If the size of the county’s recycling bins is truly the number one reason, not enough people are participating, offering the larger bins should solve the problem. The county’s decision to spend millions on new bins will ultimately pay off. But for the record, this writer is skeptical. I would be willing to bet that participation will not increase substantially. Any noticeable increase will be a mere bump.

Too Expensive in Chesterfield

Chesterfield County officials decided to end municipal recycling and turn it over to the private sector because it was costing them too much money. Under the county program, residents would pay a nominal fee and the county would absorb the rest. Going completely private means that residents who still want to participate will now spend hundreds of dollars annually.
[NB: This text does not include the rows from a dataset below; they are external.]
use std::fs;
use std::path::{Path, PathBuf};

use crate::error::{CaptureError, CaptureResult};

/// Where a capture block is opened: the caller names the file and the
/// 1-based line of its `with` statement.
#[derive(Debug, Clone, PartialEq, Eq)]
pub struct CaptureContext {
    pub source_file: PathBuf,
    pub opening_line: usize,
}

impl CaptureContext {
    pub fn new(source_file: impl Into<PathBuf>, opening_line: usize) -> Self {
        Self {
            source_file: source_file.into(),
            opening_line,
        }
    }

    /// Read the source and recover the opening statement's literal text.
    ///
    /// Fails with `ContextUnavailable` when the file cannot be read or the
    /// line does not exist.
    pub fn inspect(&self) -> CaptureResult<Frame> {
        let unavailable = |reason: String| CaptureError::ContextUnavailable {
            file: self.source_file.clone(),
            line: self.opening_line,
            reason,
        };

        let path = fs::canonicalize(&self.source_file).map_err(|e| unavailable(e.to_string()))?;
        let source = SourceText::read(&path).map_err(|e| unavailable(e.to_string()))?;

        if self.opening_line == 0 {
            return Err(unavailable("line numbers start at 1".to_string()));
        }
        let opening_text = source
            .line(self.opening_line)
            .ok_or_else(|| unavailable(format!("file has only {} lines", source.len())))?
            .to_string();

        Ok(Frame {
            source_file: path,
            opening_line: self.opening_line,
            opening_text,
            source,
        })
    }
}

/// What the inspector recovered about a call site.
#[derive(Debug, Clone)]
pub struct Frame {
    /// Absolute path of the file holding the block.
    pub source_file: PathBuf,
    pub opening_line: usize,
    /// The opening line verbatim, line terminator included.
    pub opening_text: String,
    pub source: SourceText,
}

/// A source file split into lines that keep their terminators.
#[derive(Debug, Clone, Default, PartialEq, Eq)]
pub struct SourceText {
    lines: Vec<String>,
}

impl SourceText {
    pub fn read(path: &Path) -> std::io::Result<Self> {
        Ok(Self::from(fs::read_to_string(path)?.as_str()))
    }

    /// The 1-based line `n`, terminator included.
    pub fn line(&self, n: usize) -> Option<&str> {
        n.checked_sub(1)
            .and_then(|i| self.lines.get(i))
            .map(String::as_str)
    }

    /// Lines `start..=end` (1-based), clamped to the file.
    pub fn range(&self, start: usize, end: usize) -> &[String] {
        let lo = start.saturating_sub(1).min(self.lines.len());
        let hi = end.min(self.lines.len()).max(lo);
        &self.lines[lo..hi]
    }

    pub fn lines(&self) -> &[String] {
        &self.lines
    }

    pub fn len(&self) -> usize {
        self.lines.len()
    }

    pub fn is_empty(&self) -> bool {
        self.lines.is_empty()
    }
}

impl From<&str> for SourceText {
    fn from(text: &str) -> Self {
        Self {
            lines: text.split_inclusive('\n').map(str::to_string).collect(),
        }
    }
}
//! Building the standalone script.

use crate::config::CaptureConfig;
use crate::data::model::Dataset;
use crate::error::{CaptureError, CaptureResult};

use super::invocation::Binding;

/// Produce the lines of the standalone script, each ending in `\n`.
///
/// Layout: import preamble and a blank line, the data-reload statement(s),
/// the cleaned body, and for a single dataset a trailing save statement.
/// Paths are relative to the output directory.
pub fn synthesize<S: AsRef<str>>(
    opening_text: &str,
    body: &[S],
    dataset: &Dataset<'_>,
    config: &CaptureConfig,
) -> CaptureResult<Vec<String>> {
    let mut out: Vec<String> = config.preamble.iter().map(|l| format!("{l}\n")).collect();
    out.push("\n".to_string());
    out.extend(reload_statements(opening_text, dataset)?);

    let strip_saves = !dataset.is_many();
    out.extend(
        clean_body(body)
            .into_iter()
            .filter(|l| !(strip_saves && l.contains(config.save_marker.as_str()))),
    );

    if strip_saves {
        out.push(format!("plt.savefig({})\n", python_str(&config.figure_name)));
    }
    Ok(out)
}

/// Strip indentation, normalise blank lines and terminators.
pub fn clean_body<S: AsRef<str>>(body: &[S]) -> Vec<String> {
    body.iter()
        .map(|line| {
            let text = line.as_ref().trim_start().trim_end_matches(['\r', '\n']);
            format!("{text}\n")
        })
        .collect()
}

fn reload_statements(opening_text: &str, dataset: &Dataset<'_>) -> CaptureResult<Vec<String>> {
    let read = |i: usize| format!("pd.read_csv({})", python_str(&dataset.file_name(i)));
    let n = dataset.tables().len();

    match (Binding::resolve(opening_text)?, dataset) {
        (Binding::Name(name), Dataset::Single(_)) => Ok(vec![format!("{name} = {}\n", read(0))]),
        (Binding::Name(name), Dataset::Many(_)) => {
            let frames: Vec<String> = (0..n).map(read).collect();
            Ok(vec![format!("{name} = [{}]\n", frames.join(", "))])
        }
        (Binding::List(names), Dataset::Many(_)) if names.len() == n => Ok(names
            .iter()
            .enumerate()
            .map(|(i, name)| format!("{name} = {}\n", read(i)))
            .collect()),
        _ => Err(CaptureError::DataBindingUnresolvable {
            text: opening_text.to_string(),
        }),
    }
}

/// Quote `s` as a Python string literal.
///
/// Printable ASCII stays as is; everything else uses the escapes Python
/// reads back (`\xNN`, `\uNNNN`, `\UNNNNNNNN`), so the literal is the
/// same string under any source encoding.
fn python_str(s: &str) -> String {
    let mut out = String::with_capacity(s.len() + 2);
    out.push('"');
    for c in s.chars() {
        match c {
            '"' => out.push_str("\\\""),
            '\\' => out.push_str("\\\\"),
            '\n' => out.push_str("\\n"),
            '\r' => out.push_str("\\r"),
            '\t' => out.push_str("\\t"),
            ' '..='~' => out.push(c),
            c if (c as u32) < 0x100 => out.push_str(&format!("\\x{:02x}", c as u32)),
            c if (c as u32) < 0x10000 => out.push_str(&format!("\\u{:04x}", c as u32)),
            c => out.push_str(&format!("\\U{:08x}", c as u32)),
        }
    }
    out.push('"');
    out
}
The money problem is not unique to Chesterfield County, VA. Every month, another municipal recycling program is shut down for the exact same reason. Not only are counties unable to make money on recycling, but they are also losing money on the deal – and lots of it to boot.

Concerned residents in Chesterfield County are understandably unhappy that they will have to spend more to recycle through private service providers. What surprises me is that so many of them think that county-funded municipal recycling cost them less. It did not. Their monthly fees may have been lower, but they still made up the difference in their local taxes. Nothing government provides is free. Public services are always paid for by taxpayers.

Private Recycling Is a Workable Solution

The companies providing private municipal recycling services in the greater Richmond area do what they do to make a profit. It is no different than Tennessee’s Seraphim Plastics making a profit by recycling industrial plastic waste. Private recyclers are in the business to make money. That’s why they charge for their services.

County governments are not-for-profit entities by their nature. They are also notoriously inefficient, just like every other government entity. They cannot recycle plastic, paper, and glass nearly as efficiently as the private sector. That is just a fact. Government cannot do anything as cheaply as private companies can.

Some Henrico County residents are thrilled to have access to much larger recycling bins. They will enthusiastically use them. But will the new bins attract enough participation to satisfy county leaders? I’m betting not. I think it is pretty safe to say that county leaders will look back on this a year from now and wonder why more people still don’t recycle. They do not get it.